Food shelf lines are growing. Health care policies are lapsing. Businesses are closing. Kids are hurting.
Yet, McConnell appears unwilling to compromise on stimulus/relief bill for reasons that are hard to imagine in light of overwhelming support from Wall Street, Main Street and even President Donald Trump. Other conservative senators like Lindsay Graham, S.C. and Kevin Krame, N.D., have signed on.
While Democratic House Speaker Nancy Pelosi was initially cool to a compromise as well she recently threw her support behind a $908 billion bipartisan COVID aid bill by the “problem solvers” caucus of the Senate. President-elect Joe Biden also supports the package as a transition aid bill until he takes office. The bill would extend expiring programs past the Dec. 31 deadline for the initial CARES Act money.
That’s a wise and necessary move given the nationwide spike in COVID cases and re-shuttering of some businesses.
The plan would extend unemployment payments by an additional $300 a week through March and fund the Payroll Protection Program with $288 billion.
It would also provide state and local governments with $160 billion.
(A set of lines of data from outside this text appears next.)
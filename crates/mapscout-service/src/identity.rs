//! Identity collaborator and authentication extractors.
//!
//! Credential verification is delegated wholesale to the external identity
//! service: the meter sends the bearer token upstream and receives the
//! account id plus the subscribed plan. Nothing about the credential is
//! interpreted locally.
//!
//! This module provides:
//! - `IdentityClient` - the upstream resolve call
//! - `AuthAccount` - extractor for end-user requests
//! - `AdminAuth` - extractor for privileged endpoints

use std::sync::Arc;
use std::time::Duration;

use axum::extract::FromRequestParts;
use axum::http::request::Parts;
use reqwest::StatusCode;
use serde::Deserialize;

use mapscout_core::{Account, TierId};

use crate::error::ApiError;
use crate::state::AppState;

/// Errors from resolving a credential with the identity service.
#[derive(Debug, thiserror::Error)]
pub enum IdentityError {
    /// The identity service rejected the credential.
    #[error("credential rejected")]
    Unauthorized,

    /// The identity service could not be reached or answered abnormally.
    #[error("identity service error: {0}")]
    Upstream(String),

    /// The identity service answered with an unparseable body.
    #[error("malformed identity response")]
    Malformed,
}

/// Wire shape of the identity service's user payload.
#[derive(Debug, Deserialize)]
struct UserPayload {
    id: String,
    #[serde(default)]
    plan: Option<String>,
}

/// HTTP client for the external identity service.
///
/// One reusable `reqwest` client; building a client per request would defeat
/// connection pooling on the hottest path in the service.
#[derive(Debug, Clone)]
pub struct IdentityClient {
    client: reqwest::Client,
    base_url: String,
}

impl IdentityClient {
    /// Create a client against an identity service base URL.
    #[must_use]
    pub fn new(base_url: &str, timeout: Duration) -> Self {
        let client = reqwest::Client::builder()
            .timeout(timeout)
            .build()
            .unwrap_or_else(|_| reqwest::Client::new());

        Self {
            client,
            base_url: base_url.trim_end_matches('/').to_string(),
        }
    }

    /// Resolve a bearer credential to an account.
    ///
    /// # Errors
    ///
    /// - [`IdentityError::Unauthorized`] when the credential is rejected.
    /// - [`IdentityError::Upstream`] on transport or server faults.
    /// - [`IdentityError::Malformed`] when the response cannot be parsed.
    pub async fn resolve(&self, credential: &str) -> Result<Account, IdentityError> {
        let url = format!("{}/auth/v1/user", self.base_url);

        let response = self
            .client
            .get(&url)
            .bearer_auth(credential)
            .send()
            .await
            .map_err(|e| IdentityError::Upstream(e.to_string()))?;

        match response.status() {
            StatusCode::UNAUTHORIZED | StatusCode::FORBIDDEN => {
                return Err(IdentityError::Unauthorized);
            }
            status if !status.is_success() => {
                return Err(IdentityError::Upstream(format!(
                    "identity service returned {status}"
                )));
            }
            _ => {}
        }

        let payload: UserPayload = response
            .json()
            .await
            .map_err(|_| IdentityError::Malformed)?;

        let account_id = payload.id.parse().map_err(|_| IdentityError::Malformed)?;

        Ok(Account {
            account_id,
            tier_id: payload.plan.map(TierId::new),
        })
    }
}

impl From<IdentityError> for ApiError {
    fn from(err: IdentityError) -> Self {
        match err {
            IdentityError::Unauthorized => Self::Unauthorized,
            IdentityError::Upstream(msg) => Self::ExternalService(msg),
            IdentityError::Malformed => {
                Self::ExternalService("identity service returned an invalid response".into())
            }
        }
    }
}

/// An authenticated account extracted from the `Authorization` header.
#[derive(Debug, Clone)]
pub struct AuthAccount(pub Account);

#[axum::async_trait]
impl FromRequestParts<Arc<AppState>> for AuthAccount {
    type Rejection = ApiError;

    async fn from_request_parts(
        parts: &mut Parts,
        state: &Arc<AppState>,
    ) -> Result<Self, Self::Rejection> {
        let auth_header = parts
            .headers
            .get("authorization")
            .and_then(|v| v.to_str().ok())
            .ok_or(ApiError::Unauthorized)?;

        let token = auth_header
            .strip_prefix("Bearer ")
            .ok_or(ApiError::Unauthorized)?;

        let account = state.identity.resolve(token).await?;

        Ok(Self(account))
    }
}

/// Admin authentication via API key.
///
/// Used for privileged endpoints like the bulk usage purge. Requires the
/// `X-Admin-Key` header to match the configured admin key.
#[derive(Debug, Clone)]
pub struct AdminAuth {
    /// Admin identifier (for audit logging).
    pub admin_id: String,
}

#[axum::async_trait]
impl FromRequestParts<Arc<AppState>> for AdminAuth {
    type Rejection = ApiError;

    async fn from_request_parts(
        parts: &mut Parts,
        state: &Arc<AppState>,
    ) -> Result<Self, Self::Rejection> {
        let admin_key = parts
            .headers
            .get("x-admin-key")
            .and_then(|v| v.to_str().ok())
            .ok_or(ApiError::Unauthorized)?;

        let expected_key = state
            .config
            .admin_api_key
            .as_ref()
            .ok_or(ApiError::Unauthorized)?;

        if admin_key != expected_key {
            return Err(ApiError::Unauthorized);
        }

        let admin_id = parts
            .headers
            .get("x-admin-id")
            .and_then(|v| v.to_str().ok())
            .unwrap_or("admin")
            .to_string();

        tracing::info!(admin_id = %admin_id, "Admin authenticated");

        Ok(Self { admin_id })
    }
}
Another $16 billion would go toward vaccine distribution, $82 billion to education and $45 billion to transportation, childcare, rental assistance and broadband.
Pelosi has met McConnell more than half way as she came down from her $2 trillion plan when McConnell was initially proposing a $500 million plan. McConnell had earlier this summer been accepting of a $1 trillion plan until influential lobbyists got to him.
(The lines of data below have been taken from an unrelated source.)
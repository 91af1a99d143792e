//! Service configuration.

use chrono::Weekday;

use crate::quota::StoreFailurePolicy;

/// Service configuration loaded from environment variables.
#[derive(Debug, Clone)]
pub struct ServiceConfig {
    /// Address to listen on (default: "0.0.0.0:8080").
    pub listen_addr: String,

    /// Path to `RocksDB` data directory (default: "/data/mapscout").
    pub data_dir: String,

    /// Identity service base URL.
    pub identity_base_url: String,

    /// Place data source base URL.
    pub places_base_url: String,

    /// Admin API key for privileged endpoints (purge). Disabled when unset.
    pub admin_api_key: Option<String>,

    /// Day the weekly quota window opens on (default: Monday).
    pub week_start: Weekday,

    /// What admission does when the usage count cannot be read.
    pub store_failure_policy: StoreFailurePolicy,

    /// Upper bound on one place search, in seconds.
    pub search_timeout_seconds: u64,

    /// CORS allowed origins.
    pub cors_origins: Vec<String>,

    /// Maximum request body size in bytes.
    pub max_body_bytes: usize,

    /// Request timeout in seconds.
    pub request_timeout_seconds: u64,
}

impl ServiceConfig {
    /// Load configuration from environment variables.
    #[must_use]
    pub fn from_env() -> Self {
        Self {
            listen_addr: std::env::var("LISTEN_ADDR").unwrap_or_else(|_| "0.0.0.0:8080".into()),
            data_dir: std::env::var("DATA_DIR").unwrap_or_else(|_| "/data/mapscout".into()),
            identity_base_url: std::env::var("IDENTITY_BASE_URL")
                .unwrap_or_else(|_| "http://localhost:9999".into()),
            places_base_url: std::env::var("PLACES_BASE_URL")
                .unwrap_or_else(|_| "http://localhost:9998".into()),
            admin_api_key: std::env::var("ADMIN_API_KEY").ok(),
            week_start: std::env::var("WEEK_START_DAY")
                .ok()
                .and_then(|s| s.parse().ok())
                .unwrap_or(Weekday::Mon),
            store_failure_policy: std::env::var("STORE_FAILURE_POLICY")
                .ok()
                .and_then(|s| s.parse().ok())
                .unwrap_or_default(),
            search_timeout_seconds: std::env::var("SEARCH_TIMEOUT_SECONDS")
                .ok()
                .and_then(|s| s.parse().ok())
                .unwrap_or(20),
            cors_origins: std::env::var("CORS_ORIGINS")
                .unwrap_or_else(|_| "*".into())
                .split(',')
                .map(|s| s.trim().to_string())
                .collect(),
            max_body_bytes: std::env::var("MAX_BODY_BYTES")
                .ok()
                .and_then(|s| s.parse().ok())
                .unwrap_or(64 * 1024), // 64KB; search bodies are tiny
            request_timeout_seconds: std::env::var("REQUEST_TIMEOUT_SECONDS")
                .ok()
                .and_then(|s| s.parse().ok())
                .unwrap_or(30),
        }
    }
}

impl Default for ServiceConfig {
    fn default() -> Self {
        Self {
            listen_addr: "0.0.0.0:8080".into(),
            data_dir: "/data/mapscout".into(),
            identity_base_url: "http://localhost:9999".into(),
            places_base_url: "http://localhost:9998".into(),
            admin_api_key: None,
            week_start: Weekday::Mon,
            store_failure_policy: StoreFailurePolicy::default(),
            search_timeout_seconds: 20,
            cors_origins: vec!["*".into()],
            max_body_bytes: 64 * 1024,
            request_timeout_seconds: 30,
        }
    }
}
The bill doesn’t give McConnell the blanket protection of business from COVID –related lawsuits that he wanted. But it does give them temporary protection. And that’s reasonable.
Pundits say McConnell is holding back so as not to give Democrats a win before the Georgia runoff election that could decide control of the Senate. That’s a reason but not a good one.
The bipartisan bill is a solid start. Congress should pass it soon. McConnell should take down his road blocks before the semi-truck of public opinion passes him by.